Excerpted records below:
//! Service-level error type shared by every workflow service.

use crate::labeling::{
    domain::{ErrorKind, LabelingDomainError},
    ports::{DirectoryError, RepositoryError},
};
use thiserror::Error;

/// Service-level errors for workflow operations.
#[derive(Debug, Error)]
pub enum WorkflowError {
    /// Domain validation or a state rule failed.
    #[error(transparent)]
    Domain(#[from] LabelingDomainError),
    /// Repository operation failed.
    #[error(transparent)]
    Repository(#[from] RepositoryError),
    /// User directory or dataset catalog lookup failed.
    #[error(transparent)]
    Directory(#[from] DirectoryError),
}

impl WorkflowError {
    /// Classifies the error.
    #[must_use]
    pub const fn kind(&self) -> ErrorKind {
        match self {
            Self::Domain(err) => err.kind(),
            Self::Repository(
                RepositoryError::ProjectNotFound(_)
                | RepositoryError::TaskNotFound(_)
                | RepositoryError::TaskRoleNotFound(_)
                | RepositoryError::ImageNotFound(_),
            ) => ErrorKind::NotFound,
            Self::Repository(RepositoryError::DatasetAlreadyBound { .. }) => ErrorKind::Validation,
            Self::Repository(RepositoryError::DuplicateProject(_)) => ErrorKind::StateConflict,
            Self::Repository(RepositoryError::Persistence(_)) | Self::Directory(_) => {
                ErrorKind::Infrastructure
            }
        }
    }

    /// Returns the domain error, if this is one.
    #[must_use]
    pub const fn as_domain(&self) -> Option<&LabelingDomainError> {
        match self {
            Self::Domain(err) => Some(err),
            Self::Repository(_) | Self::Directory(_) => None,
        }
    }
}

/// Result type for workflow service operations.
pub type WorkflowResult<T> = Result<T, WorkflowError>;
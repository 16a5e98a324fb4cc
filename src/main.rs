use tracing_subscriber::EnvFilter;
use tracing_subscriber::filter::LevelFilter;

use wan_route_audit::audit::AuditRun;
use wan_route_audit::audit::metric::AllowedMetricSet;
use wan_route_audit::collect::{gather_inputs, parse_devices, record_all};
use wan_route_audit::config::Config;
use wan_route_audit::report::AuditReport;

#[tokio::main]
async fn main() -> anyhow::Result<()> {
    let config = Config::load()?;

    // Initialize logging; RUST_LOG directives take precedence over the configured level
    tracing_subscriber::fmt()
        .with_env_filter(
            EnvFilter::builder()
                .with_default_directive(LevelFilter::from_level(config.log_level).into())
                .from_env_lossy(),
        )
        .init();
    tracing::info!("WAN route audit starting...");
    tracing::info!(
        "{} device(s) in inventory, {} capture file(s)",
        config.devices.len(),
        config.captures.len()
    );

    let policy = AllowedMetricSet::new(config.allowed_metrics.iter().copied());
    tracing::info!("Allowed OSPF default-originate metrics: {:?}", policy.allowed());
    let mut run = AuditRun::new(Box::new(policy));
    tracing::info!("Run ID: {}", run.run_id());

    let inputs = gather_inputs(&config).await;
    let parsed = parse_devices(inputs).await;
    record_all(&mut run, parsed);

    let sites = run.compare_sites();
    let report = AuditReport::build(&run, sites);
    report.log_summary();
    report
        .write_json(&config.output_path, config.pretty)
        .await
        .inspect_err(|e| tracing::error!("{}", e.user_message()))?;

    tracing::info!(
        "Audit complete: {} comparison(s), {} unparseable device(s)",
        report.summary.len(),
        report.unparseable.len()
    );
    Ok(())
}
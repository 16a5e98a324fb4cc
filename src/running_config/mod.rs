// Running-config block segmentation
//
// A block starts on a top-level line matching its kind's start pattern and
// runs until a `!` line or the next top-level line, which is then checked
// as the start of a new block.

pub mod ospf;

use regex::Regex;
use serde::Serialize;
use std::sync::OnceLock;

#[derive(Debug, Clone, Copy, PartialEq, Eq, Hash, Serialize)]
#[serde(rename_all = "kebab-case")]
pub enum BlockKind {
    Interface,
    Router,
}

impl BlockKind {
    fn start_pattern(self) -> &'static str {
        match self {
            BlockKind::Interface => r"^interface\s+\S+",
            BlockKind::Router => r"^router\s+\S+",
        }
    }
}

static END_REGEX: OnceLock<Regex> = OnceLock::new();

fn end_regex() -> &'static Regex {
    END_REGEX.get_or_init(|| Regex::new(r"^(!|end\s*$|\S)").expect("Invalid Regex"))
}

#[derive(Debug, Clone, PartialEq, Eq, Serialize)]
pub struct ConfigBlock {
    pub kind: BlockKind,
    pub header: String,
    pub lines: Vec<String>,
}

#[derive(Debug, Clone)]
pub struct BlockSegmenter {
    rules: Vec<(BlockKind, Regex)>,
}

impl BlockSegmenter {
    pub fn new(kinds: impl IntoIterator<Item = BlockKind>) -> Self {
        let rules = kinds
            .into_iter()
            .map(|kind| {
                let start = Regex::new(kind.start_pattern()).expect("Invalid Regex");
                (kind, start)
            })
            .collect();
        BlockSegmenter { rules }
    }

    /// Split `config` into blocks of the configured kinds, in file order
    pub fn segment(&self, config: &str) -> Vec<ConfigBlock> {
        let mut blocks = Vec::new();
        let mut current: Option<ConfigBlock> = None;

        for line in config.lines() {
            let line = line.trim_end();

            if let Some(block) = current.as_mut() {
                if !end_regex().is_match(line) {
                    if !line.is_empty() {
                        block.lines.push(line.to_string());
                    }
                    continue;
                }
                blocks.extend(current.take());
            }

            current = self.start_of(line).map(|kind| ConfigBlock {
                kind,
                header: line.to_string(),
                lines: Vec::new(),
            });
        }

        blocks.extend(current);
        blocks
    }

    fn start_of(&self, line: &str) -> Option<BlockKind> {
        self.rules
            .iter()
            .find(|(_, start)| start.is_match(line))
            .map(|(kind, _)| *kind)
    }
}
End of Excerpted records.
# What the exercise asks
In the entries above, one line contains "#[derive(Debug, Error)]" and another contains "workflow service operations.". Reproduce exactly those two lines and the lines between them, nothing else.

# Reply to the task
#[derive(Debug, Error)]
pub enum WorkflowError {
    /// Domain validation or a state rule failed.
    #[error(transparent)]
    Domain(#[from] LabelingDomainError),
    /// Repository operation failed.
    #[error(transparent)]
    Repository(#[from] RepositoryError),
    /// User directory or dataset catalog lookup failed.
    #[error(transparent)]
    Directory(#[from] DirectoryError),
}

impl WorkflowError {
    /// Classifies the error.
    #[must_use]
    pub const fn kind(&self) -> ErrorKind {
        match self {
            Self::Domain(err) => err.kind(),
            Self::Repository(
                RepositoryError::ProjectNotFound(_)
                | RepositoryError::TaskNotFound(_)
                | RepositoryError::TaskRoleNotFound(_)
                | RepositoryError::ImageNotFound(_),
            ) => ErrorKind::NotFound,
            Self::Repository(RepositoryError::DatasetAlreadyBound { .. }) => ErrorKind::Validation,
            Self::Repository(RepositoryError::DuplicateProject(_)) => ErrorKind::StateConflict,
            Self::Repository(RepositoryError::Persistence(_)) | Self::Directory(_) => {
                ErrorKind::Infrastructure
            }
        }
    }

    /// Returns the domain error, if this is one.
    #[must_use]
    pub const fn as_domain(&self) -> Option<&LabelingDomainError> {
        match self {
            Self::Domain(err) => Some(err),
            Self::Repository(_) | Self::Directory(_) => None,
        }
    }
}

/// Result type for workflow service operations.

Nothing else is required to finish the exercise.